I squatted down to kid height, pulled out my phone and got on with the important stuff, hoping to avoid one of the of the side effects of placenta eating I’d read about: unpleasant burps.

So is there any real benefit to the practice of placentophagy? If one were to gauge the benefits by the number of societies that engage in it, the answer would be a resounding “Nope.”

Maggie Blott, a spokeswoman for the Royal College of Obstetricians and Gynaecologists (UK), believes that there’s no medical justification for humans to consume their own placenta. “Animals eat their placenta to get nutrition—but when people are already well-nourished, there is no benefit; there is no reason to do it.’

But what about the alternative scenario—that consuming placentas could possibly have detrimental effects?

According to Mark Kristal, “The sharp distinction between the prevalence of placentophagy in non-human, non-aquatic mammals, and the total absence of it in human cultures, suggest that different mechanisms are involved.

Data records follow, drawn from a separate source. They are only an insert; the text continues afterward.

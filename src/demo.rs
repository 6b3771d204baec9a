//! A fixed scene to look at: a small valley with cliffs, a lake and a tree,
//! lit by two spot lights.

use std::f32::consts::{FRAC_PI_3, FRAC_PI_4};

use anyhow::Context as _;
use cgmath::Vector3;

use crate::{
    camera::Camera,
    context::Context,
    data_structures::{
        light::{Light, LightKind},
        mesh::{Mesh, NORMAL, POSITION, TEX_COORDS},
        scene_graph::SceneNode,
        shapes,
        texture::Texture,
    },
    resources::{Assets, TextureId},
};

const GRID: u32 = 12;
const SPACING: f32 = 5.0;

#[rustfmt::skip]
const HEIGHTS: [f32; (GRID * GRID) as usize] = [
    5.0, 5.0, 5.0, 5.0, 5.0, 5.0, 5.0, 5.0, 5.0, 5.0, 5.0, 20.0,
    5.0, 5.0, 5.0, 5.0, 5.0, 5.0, 5.0, 5.0, 5.0, 5.0, 20.0, 25.0,
    5.0, 5.0, 10.0, 12.0, 5.0, 5.0, 5.0, 5.0, 5.0, 5.0, 20.0, 25.0,
    5.0, 5.0, 10.0, 10.0, 5.0, 5.0, 5.0, 5.0, 5.0, 20.0, 25.0, 27.0,
    0.0, 0.0, 5.0, 5.0, 5.0, 0.0, 0.0, 0.0, 0.0, 20.0, 20.0, 25.0,
    0.0, 0.0, 0.0, 0.0, 0.0, 0.0, 0.0, 0.0, 0.0, 0.0, 20.0, 25.0,
    0.0, 0.0, 0.0, 0.0, 0.0, 0.0, 0.0, 0.0, 0.0, 0.0, 0.0, 0.0,
    0.0, 0.0, 0.0, 0.0, 0.0, 5.0, 5.0, 0.0, 0.0, 0.0, 0.0, 0.0,
    0.0, 0.0, 0.0, 0.0, 0.0, 5.0, 7.0, 0.0, 0.0, 0.0, 0.0, 0.0,
    0.0, 0.0, 0.0, 0.0, 0.0, 0.0, 0.0, 0.0, 0.0, 0.0, 20.0, 20.0,
    5.0, 5.0, 5.0, 0.0, 0.0, 0.0, 0.0, 0.0, 0.0, 20.0, 20.0, 20.0,
    10.0, 10.0, 5.0, 5.0, 0.0, 0.0, 0.0, 5.0, 10.0, 15.0, 20.0, 25.0,
];

const WATER_LEVEL: f32 = 1.0;
/// Slopes steeper than this are cliff, the rest is grass.
const CLIFF_ANGLE: f32 = FRAC_PI_3;
/// World units per texture repeat on cliff faces.
const CLIFF_TEXTURE_SCALE: f32 = 20.0;

/// Re-projects cliff texture coordinates onto the vertical plane facing the
/// horizontal part of each vertex normal, so the texture runs along the cliff
/// face instead of being stretched over it.
fn wrap_cliff_texture(cliff: &mut Mesh) {
    for index in 0..cliff.vertex_count() {
        let Some(vertex) = cliff.vertex_mut(index) else {
            continue;
        };
        let (x, y, z) = (vertex[POSITION], vertex[POSITION + 1], vertex[POSITION + 2]);
        let (nx, ny) = (vertex[NORMAL], vertex[NORMAL + 1]);
        vertex[TEX_COORDS] = (x * -ny + y * nx) / CLIFF_TEXTURE_SCALE;
        vertex[TEX_COORDS + 1] = z / CLIFF_TEXTURE_SCALE;
    }
}

fn solid(ctx: &Context, assets: &mut Assets, rgba: [u8; 4], label: &str) -> anyhow::Result<TextureId> {
    let texture = Texture::solid_colour(&ctx.device, &ctx.queue, rgba, [1, 1], label)?;
    Ok(assets.add_texture(&ctx.device, texture, label))
}

fn node(
    ctx: &Context,
    assets: &mut Assets,
    mesh: &Mesh,
    texture: TextureId,
    specular: [f32; 3],
    label: &str,
) -> anyhow::Result<SceneNode> {
    let mesh = ctx.upload_mesh(assets, mesh, label)?;
    let mut node = SceneNode::new(3, 1, Some(mesh))?;
    node.set_uniforms(&specular);
    node.set_textures(&[texture]);
    Ok(node)
}

/// Builds the demo scene graph, uploading its meshes and textures into
/// `assets`. The grass is the single root; cliffs, tree and water hang off it.
pub fn build_scene(ctx: &Context, assets: &mut Assets) -> anyhow::Result<Vec<SceneNode>> {
    let land = shapes::landscape(GRID, GRID, SPACING, &HEIGHTS).context("building the landscape")?;
    let grass = shapes::dissected_landscape(&land, CLIFF_ANGLE, true)?;
    let mut cliff = shapes::dissected_landscape(&land, CLIFF_ANGLE, false)?;
    wrap_cliff_texture(&mut cliff);
    let water = shapes::landscape(GRID, GRID, SPACING, &[WATER_LEVEL; (GRID * GRID) as usize])?;
    let trunk = shapes::capsule(1.0, 10.0, 1, 8)?;
    let crown = shapes::sphere(5.0, 8, 16)?;

    let grass_texture = solid(ctx, assets, [86, 140, 52, 255], "grass")?;
    let cliff_texture = solid(ctx, assets, [128, 114, 98, 255], "cliff")?;
    let trunk_texture = solid(ctx, assets, [101, 67, 33, 255], "bark")?;
    let crown_texture = solid(ctx, assets, [40, 100, 30, 255], "leaves")?;
    let water_texture = solid(ctx, assets, [40, 80, 160, 255], "water")?;

    let no_shine = [0.0; 3];
    let mut h = node(ctx, assets, &grass, grass_texture, no_shine, "grass")?;
    let v = node(ctx, assets, &cliff, cliff_texture, no_shine, "cliff")?;
    let mut t = node(ctx, assets, &trunk, trunk_texture, no_shine, "trunk")?;
    let mut l = node(ctx, assets, &crown, crown_texture, no_shine, "crown")?;
    let w = node(ctx, assets, &water, water_texture, [1.0; 3], "water")?;

    t.set_translation(Vector3::new(40.0, 28.0, 5.0));
    l.set_translation(Vector3::new(0.0, 0.0, 7.0));
    t.add_child(l);

    h.add_child(v);
    h.add_child(t);
    h.add_child(w);
    Ok(vec![h])
}

/// A white and a cyan spot light above the valley.
pub fn lights() -> Vec<Light> {
    let spot = |position: Vector3<f32>, color: [f32; 3]| {
        let mut light = Light::new(LightKind::Spot);
        light.color = color;
        light.attenuation = [1.0, 0.0, 0.0];
        light.spot_angle = FRAC_PI_3;
        light.shine_from(position, 3.0 * FRAC_PI_4, 3.0 * FRAC_PI_4);
        light
    };
    vec![
        spot(Vector3::new(45.0, 30.0, 20.0), [1.0, 1.0, 1.0]),
        spot(Vector3::new(55.0, 35.0, 25.0), [0.0, 1.0, 1.0]),
    ]
}

/// Orbit camera looking down at the valley.
pub fn camera(width: u32, height: u32) -> Camera {
    let mut camera = Camera::new(Vector3::new(30.0, 30.0, 5.0), 100.0, FRAC_PI_4, FRAC_PI_4);
    camera.resize(width, height);
    camera
}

That either placentophagia became somehow disadvantageous to humans because of illness or sickness or negative side effects, or something more important has come along to replace it.”

Ultimately, though, the possibility of negative effects and the lack of evidence for beneficial effects doesn’t faze folks like Claire and William Rembis and, similarly, it didn’t prevent Oregon representative Alissa Keny-Guyer from sponsoring bill HB 2612, which was passed unanimously by the state Senate in 2013. The new law allows Oregon mothers who have just given birth to bring home a second, though slightly less joyous, bundle when they leave the hospital.